* [Assignment]:
Go through the data below line by line and report how many lines contain "ApiIssue", giving only that figure.

Saved data entries:
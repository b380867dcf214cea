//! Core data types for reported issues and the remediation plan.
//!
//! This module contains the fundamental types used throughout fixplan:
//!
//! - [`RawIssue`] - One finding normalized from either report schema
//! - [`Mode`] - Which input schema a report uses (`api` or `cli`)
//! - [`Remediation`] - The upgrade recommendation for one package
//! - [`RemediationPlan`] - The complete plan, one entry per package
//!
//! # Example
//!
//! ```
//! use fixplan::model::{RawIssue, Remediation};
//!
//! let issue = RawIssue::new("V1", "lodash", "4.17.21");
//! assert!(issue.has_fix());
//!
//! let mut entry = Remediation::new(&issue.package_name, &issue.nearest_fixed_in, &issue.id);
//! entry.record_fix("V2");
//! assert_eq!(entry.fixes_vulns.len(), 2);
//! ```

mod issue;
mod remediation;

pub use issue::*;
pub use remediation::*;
==
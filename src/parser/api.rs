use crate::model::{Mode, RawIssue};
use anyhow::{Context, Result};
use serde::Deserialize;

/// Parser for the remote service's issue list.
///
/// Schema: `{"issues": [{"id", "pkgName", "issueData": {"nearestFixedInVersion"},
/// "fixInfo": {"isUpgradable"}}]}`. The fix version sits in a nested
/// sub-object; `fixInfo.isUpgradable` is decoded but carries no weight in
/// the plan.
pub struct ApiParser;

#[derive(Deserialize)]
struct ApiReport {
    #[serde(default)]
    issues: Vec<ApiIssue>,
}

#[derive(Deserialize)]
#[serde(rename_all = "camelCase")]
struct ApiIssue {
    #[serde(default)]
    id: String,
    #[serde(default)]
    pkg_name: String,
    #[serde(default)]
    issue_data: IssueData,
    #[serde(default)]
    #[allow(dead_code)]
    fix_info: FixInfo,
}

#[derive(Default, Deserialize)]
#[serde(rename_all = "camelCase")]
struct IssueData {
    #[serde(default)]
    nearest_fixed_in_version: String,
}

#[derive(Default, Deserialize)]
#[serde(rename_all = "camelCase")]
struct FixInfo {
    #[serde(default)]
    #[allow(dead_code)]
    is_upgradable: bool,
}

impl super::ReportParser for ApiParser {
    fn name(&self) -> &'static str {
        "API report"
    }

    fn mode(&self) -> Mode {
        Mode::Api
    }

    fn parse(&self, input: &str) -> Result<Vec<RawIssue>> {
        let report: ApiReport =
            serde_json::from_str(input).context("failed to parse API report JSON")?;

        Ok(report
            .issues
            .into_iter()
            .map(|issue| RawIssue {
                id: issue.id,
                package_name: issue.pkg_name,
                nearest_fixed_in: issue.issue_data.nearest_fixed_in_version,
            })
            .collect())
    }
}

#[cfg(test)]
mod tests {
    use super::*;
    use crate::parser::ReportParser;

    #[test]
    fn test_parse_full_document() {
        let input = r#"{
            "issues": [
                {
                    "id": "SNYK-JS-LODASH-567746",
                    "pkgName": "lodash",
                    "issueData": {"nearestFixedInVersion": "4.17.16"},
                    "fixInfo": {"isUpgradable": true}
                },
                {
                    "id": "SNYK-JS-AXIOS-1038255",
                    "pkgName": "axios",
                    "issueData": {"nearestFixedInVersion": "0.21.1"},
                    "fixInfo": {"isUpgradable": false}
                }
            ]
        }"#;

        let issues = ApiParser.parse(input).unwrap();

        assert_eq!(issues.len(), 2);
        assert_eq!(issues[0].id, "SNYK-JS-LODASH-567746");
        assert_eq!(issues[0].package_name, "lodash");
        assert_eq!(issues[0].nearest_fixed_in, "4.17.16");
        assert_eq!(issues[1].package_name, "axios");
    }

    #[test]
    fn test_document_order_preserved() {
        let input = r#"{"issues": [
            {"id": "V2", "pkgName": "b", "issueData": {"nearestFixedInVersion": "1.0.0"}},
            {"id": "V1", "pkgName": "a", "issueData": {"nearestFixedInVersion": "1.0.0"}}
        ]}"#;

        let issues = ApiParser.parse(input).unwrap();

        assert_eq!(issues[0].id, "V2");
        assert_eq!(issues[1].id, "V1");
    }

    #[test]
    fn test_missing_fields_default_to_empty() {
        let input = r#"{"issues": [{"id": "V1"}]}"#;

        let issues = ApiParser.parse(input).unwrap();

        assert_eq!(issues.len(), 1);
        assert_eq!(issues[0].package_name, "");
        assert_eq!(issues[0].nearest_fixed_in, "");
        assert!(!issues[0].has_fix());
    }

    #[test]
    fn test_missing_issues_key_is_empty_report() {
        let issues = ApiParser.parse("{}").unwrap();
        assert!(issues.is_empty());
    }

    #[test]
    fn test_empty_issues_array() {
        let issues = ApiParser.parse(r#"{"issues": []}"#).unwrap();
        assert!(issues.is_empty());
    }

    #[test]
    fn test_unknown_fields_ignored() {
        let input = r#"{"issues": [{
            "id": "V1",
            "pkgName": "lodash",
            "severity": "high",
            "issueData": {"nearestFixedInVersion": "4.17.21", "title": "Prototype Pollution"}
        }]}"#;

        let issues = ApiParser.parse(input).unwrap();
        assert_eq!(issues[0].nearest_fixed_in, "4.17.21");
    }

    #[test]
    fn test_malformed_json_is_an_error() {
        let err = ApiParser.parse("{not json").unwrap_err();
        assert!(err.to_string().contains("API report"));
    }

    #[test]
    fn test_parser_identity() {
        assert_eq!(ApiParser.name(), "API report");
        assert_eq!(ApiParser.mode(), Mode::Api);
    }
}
...
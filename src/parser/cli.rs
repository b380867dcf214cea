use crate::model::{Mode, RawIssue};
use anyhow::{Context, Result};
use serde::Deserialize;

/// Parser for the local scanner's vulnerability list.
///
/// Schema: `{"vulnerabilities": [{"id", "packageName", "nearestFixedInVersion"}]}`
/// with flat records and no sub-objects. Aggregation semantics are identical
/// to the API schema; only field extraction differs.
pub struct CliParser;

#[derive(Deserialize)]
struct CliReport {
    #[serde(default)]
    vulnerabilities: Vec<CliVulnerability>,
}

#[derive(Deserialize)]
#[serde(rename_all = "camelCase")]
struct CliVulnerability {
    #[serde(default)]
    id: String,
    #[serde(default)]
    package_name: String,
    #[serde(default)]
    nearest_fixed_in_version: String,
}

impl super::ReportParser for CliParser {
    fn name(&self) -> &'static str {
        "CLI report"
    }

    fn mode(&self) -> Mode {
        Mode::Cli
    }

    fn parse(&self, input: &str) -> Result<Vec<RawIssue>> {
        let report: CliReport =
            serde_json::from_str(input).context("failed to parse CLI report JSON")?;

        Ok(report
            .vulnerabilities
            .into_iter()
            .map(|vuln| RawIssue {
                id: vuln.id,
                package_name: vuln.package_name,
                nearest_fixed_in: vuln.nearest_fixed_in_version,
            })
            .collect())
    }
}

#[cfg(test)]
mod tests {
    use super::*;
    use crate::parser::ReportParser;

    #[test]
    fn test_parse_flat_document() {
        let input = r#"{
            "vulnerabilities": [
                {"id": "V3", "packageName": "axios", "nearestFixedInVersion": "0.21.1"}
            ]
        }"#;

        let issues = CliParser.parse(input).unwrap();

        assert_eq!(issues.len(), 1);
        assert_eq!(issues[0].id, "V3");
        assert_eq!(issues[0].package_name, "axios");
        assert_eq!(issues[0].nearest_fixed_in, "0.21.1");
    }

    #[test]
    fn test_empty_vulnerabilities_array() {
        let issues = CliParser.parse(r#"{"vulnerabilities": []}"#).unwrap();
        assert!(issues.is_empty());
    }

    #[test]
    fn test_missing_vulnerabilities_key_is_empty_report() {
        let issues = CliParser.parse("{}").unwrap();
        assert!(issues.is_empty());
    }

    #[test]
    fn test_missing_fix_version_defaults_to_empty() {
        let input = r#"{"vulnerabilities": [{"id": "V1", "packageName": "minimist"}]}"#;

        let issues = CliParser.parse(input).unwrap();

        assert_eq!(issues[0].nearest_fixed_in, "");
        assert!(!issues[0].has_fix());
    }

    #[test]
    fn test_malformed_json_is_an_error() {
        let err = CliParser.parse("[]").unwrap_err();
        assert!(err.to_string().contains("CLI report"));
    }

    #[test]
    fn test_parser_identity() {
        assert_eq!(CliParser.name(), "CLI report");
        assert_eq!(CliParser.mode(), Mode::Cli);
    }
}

* [Answer section]:
2